歩くの付き合ってくれてありがとう。今日も誘ってくれて本当楽しかった。」
「ならよかったです。」
内川くんの笑顔が私の心にぽっと小さな火を灯す。
「あ、市田さん!」
じゃぁと言いかけた私だったが、彼のその言葉に「何?」と聞き返した。
内川くんは黒の真四角のカバンの中から、携帯電話を取り出すとポチポチと何回か画面をタップした。何だろうと思いながらなんとなく私も自分の携帯を取り出す。

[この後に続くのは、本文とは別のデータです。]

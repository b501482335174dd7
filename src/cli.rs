//! CLI layer: parse, route, output, and presentation for the routine binary.

mod output;
mod parse;
mod presentation;
mod route;

pub use output::map_error;
pub use parse::{parse_day, Cli, Commands, PlacementArgs, SectionArgs};
pub use route::RunContext;
//! Logging System
//!
//! Structured logging on top of `tracing`. Level, format, and destination
//! come from the `[logging]` config section and can be overridden by the
//! `ROUTINE_LOG*` environment variables or CLI flags.

use crate::error::ApiError;
use serde::{Deserialize, Serialize};
use std::collections::HashMap;
use std::path::PathBuf;
use std::sync::Arc;
use tracing_subscriber::fmt::time::ChronoUtc;
use tracing_subscriber::fmt::writer::{BoxMakeWriter, MakeWriterExt};
use tracing_subscriber::{fmt, layer::SubscriberExt, util::SubscriberInitExt, EnvFilter, Registry};

/// Filter directives, e.g. `routine=debug,sled=warn`
pub const ENV_LOG: &str = "ROUTINE_LOG";
/// Extra per-module levels, e.g. `routine::engine=trace,routine::projection=debug`
pub const ENV_LOG_MODULES: &str = "ROUTINE_LOG_MODULES";
pub const ENV_LOG_FORMAT: &str = "ROUTINE_LOG_FORMAT";
pub const ENV_LOG_OUTPUT: &str = "ROUTINE_LOG_OUTPUT";

/// Logging configuration
#[derive(Debug, Clone, PartialEq, Eq, Serialize, Deserialize)]
pub struct LoggingConfig {
    /// Install a subscriber at all
    #[serde(default = "default_true")]
    pub enabled: bool,

    /// Log level: trace, debug, info, warn, error, off
    #[serde(default = "default_log_level")]
    pub level: String,

    /// Output format: json, text
    #[serde(default = "default_format")]
    pub format: String,

    /// Output destination: stdout, stderr, file, file+stderr
    #[serde(default = "default_output")]
    pub output: String,

    /// Log file path (if output includes "file")
    #[serde(default)]
    pub file: Option<PathBuf>,

    /// Colored output (text format on a terminal stream only)
    #[serde(default = "default_true")]
    pub color: bool,

    /// Module-specific log levels
    #[serde(default)]
    pub modules: HashMap<String, String>,
}

fn default_log_level() -> String {
    "warn".to_string()
}

fn default_format() -> String {
    "text".to_string()
}

fn default_output() -> String {
    "stderr".to_string()
}

fn default_true() -> bool {
    true
}

impl Default for LoggingConfig {
    fn default() -> Self {
        Self {
            enabled: true,
            level: default_log_level(),
            format: default_format(),
            output: default_output(),
            file: None,
            color: true,
            modules: HashMap::new(),
        }
    }
}

impl LoggingConfig {
    /// File used when output includes "file" and no path is configured
    pub fn default_log_file(workspace: &std::path::Path) -> PathBuf {
        workspace.join(".routine").join("routine.log")
    }
}

/// Initialize the logging system
///
/// Priority order (highest to lowest):
/// 1. Environment variables (ROUTINE_LOG, ROUTINE_LOG_FORMAT, ROUTINE_LOG_OUTPUT)
/// 2. The given config (already merged with CLI flags by the binary)
/// 3. Defaults
pub fn init_logging(config: Option<&LoggingConfig>) -> Result<(), ApiError> {
    if !config.map(|c| c.enabled).unwrap_or(true) {
        return Ok(());
    }

    let filter = build_env_filter(config)?;
    let format = determine_format(config)?;
    let output = determine_output(config)?;
    let writer = build_writer(&output, config)?;
    let use_color = config.map(|c| c.color).unwrap_or(true) && !output.file;

    let base_subscriber = Registry::default().with(filter);
    let installed = if format == "json" {
        base_subscriber
            .with(
                fmt::layer()
                    .json()
                    .with_target(true)
                    .with_timer(ChronoUtc::rfc_3339())
                    .with_writer(writer),
            )
            .try_init()
    } else {
        base_subscriber
            .with(
                fmt::layer()
                    .with_target(true)
                    .with_timer(ChronoUtc::rfc_3339())
                    .with_ansi(use_color)
                    .with_writer(writer),
            )
            .try_init()
    };

    installed.map_err(|e| ApiError::ConfigError(format!("Failed to install logger: {}", e)))
}

/// Build environment filter from config or environment variables
fn build_env_filter(config: Option<&LoggingConfig>) -> Result<EnvFilter, ApiError> {
    if let Ok(filter) = EnvFilter::try_from_env(ENV_LOG) {
        return Ok(filter);
    }

    let level = config.map(|c| c.level.as_str()).unwrap_or("warn");
    if level == "off" {
        return Ok(EnvFilter::new("off"));
    }

    let mut filter = EnvFilter::new(level);

    if let Some(config) = config {
        for (module, module_level) in &config.modules {
            filter = filter.add_directive(parse_directive(module, module_level)?);
        }
    }

    if let Ok(modules_str) = std::env::var(ENV_LOG_MODULES) {
        for module_spec in modules_str.split(',') {
            if let Some((module, module_level)) = module_spec.split_once('=') {
                filter = filter.add_directive(parse_directive(module.trim(), module_level.trim())?);
            }
        }
    }

    Ok(filter)
}

fn parse_directive(
    module: &str,
    level: &str,
) -> Result<tracing_subscriber::filter::Directive, ApiError> {
    format!("{}={}", module, level)
        .parse()
        .map_err(|e| ApiError::ConfigError(format!("Invalid log directive '{}={}': {}", module, level, e)))
}

/// Determine output format from config or environment
fn determine_format(config: Option<&LoggingConfig>) -> Result<String, ApiError> {
    if let Ok(format) = std::env::var(ENV_LOG_FORMAT) {
        if format == "json" || format == "text" {
            return Ok(format);
        }
    }

    let format = config.map(|c| c.format.as_str()).unwrap_or("text");
    if format != "json" && format != "text" {
        return Err(ApiError::ConfigError(format!(
            "Invalid log format: {} (must be 'json' or 'text')",
            format
        )));
    }

    Ok(format.to_string())
}

/// Output destinations
#[derive(Debug, PartialEq, Eq)]
struct OutputDestinations {
    stdout: bool,
    stderr: bool,
    file: bool,
}

/// Determine output destinations from config or environment
fn determine_output(config: Option<&LoggingConfig>) -> Result<OutputDestinations, ApiError> {
    if let Ok(output) = std::env::var(ENV_LOG_OUTPUT) {
        return parse_output_destinations(&output);
    }

    let output = config.map(|c| c.output.as_str()).unwrap_or("stderr");
    parse_output_destinations(output)
}

fn parse_output_destinations(output: &str) -> Result<OutputDestinations, ApiError> {
    let (stdout, stderr, file) = match output {
        "stdout" => (true, false, false),
        "stderr" => (false, true, false),
        "file" => (false, false, true),
        "file+stderr" => (false, true, true),
        _ => {
            return Err(ApiError::ConfigError(format!(
                "Invalid log output: {} (must be 'stdout', 'stderr', 'file', or 'file+stderr')",
                output
            )))
        }
    };
    Ok(OutputDestinations {
        stdout,
        stderr,
        file,
    })
}

fn build_writer(
    output: &OutputDestinations,
    config: Option<&LoggingConfig>,
) -> Result<BoxMakeWriter, ApiError> {
    if !output.file {
        return Ok(if output.stdout {
            BoxMakeWriter::new(std::io::stdout)
        } else {
            BoxMakeWriter::new(std::io::stderr)
        });
    }

    let log_file = config
        .and_then(|c| c.file.clone())
        .unwrap_or_else(|| LoggingConfig::default_log_file(std::path::Path::new(".")));
    if let Some(parent) = log_file.parent() {
        std::fs::create_dir_all(parent).map_err(|e| {
            ApiError::ConfigError(format!("Failed to create log directory: {}", e))
        })?;
    }
    let file = std::fs::OpenOptions::new()
        .create(true)
        .append(true)
        .open(&log_file)
        .map_err(|e| {
            ApiError::ConfigError(format!("Failed to open log file {:?}: {}", log_file, e))
        })?;
    let file = Arc::new(file);

    Ok(if output.stderr {
        BoxMakeWriter::new(std::io::stderr.and(file))
    } else {
        BoxMakeWriter::new(file)
    })
}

すると数件、内川くんから連絡が届いているようだった。
「何て送ったの?」
直接言えばいいのにと私は笑う。
「速水先輩の連絡先送っときます。
さっき、長嶋さんの連絡先ゲットするの手伝ってくれたから。」
「……え?」
ピタッと笑いが止まった。
そうだ、3つ目。
内川くんは長嶋さんの連絡先が知りたいとのことで、私が長嶋さんに確か言ったんだ。
「内川くんに連絡先教えたらどうですか。」 って。それで私が送ったんだっけ、長嶋さんの連絡先を、内川くんの携帯に。
「速水さん、女の子のお誘いは破らないと思うんで、市田さんからも速水さんに飲みましょうって送っといてください。」
「や、いや、内川くん?」
「じゃぁおやすみなさーい!」
手を振りながらキャンキャンと内川くんという名の犬が駆けていく。
も、もう!
なんでこう内川くんって去り際に爆弾を落としていくんだろう!
「どうしよう…。」
速水 至
私の携帯にその名が表示されている。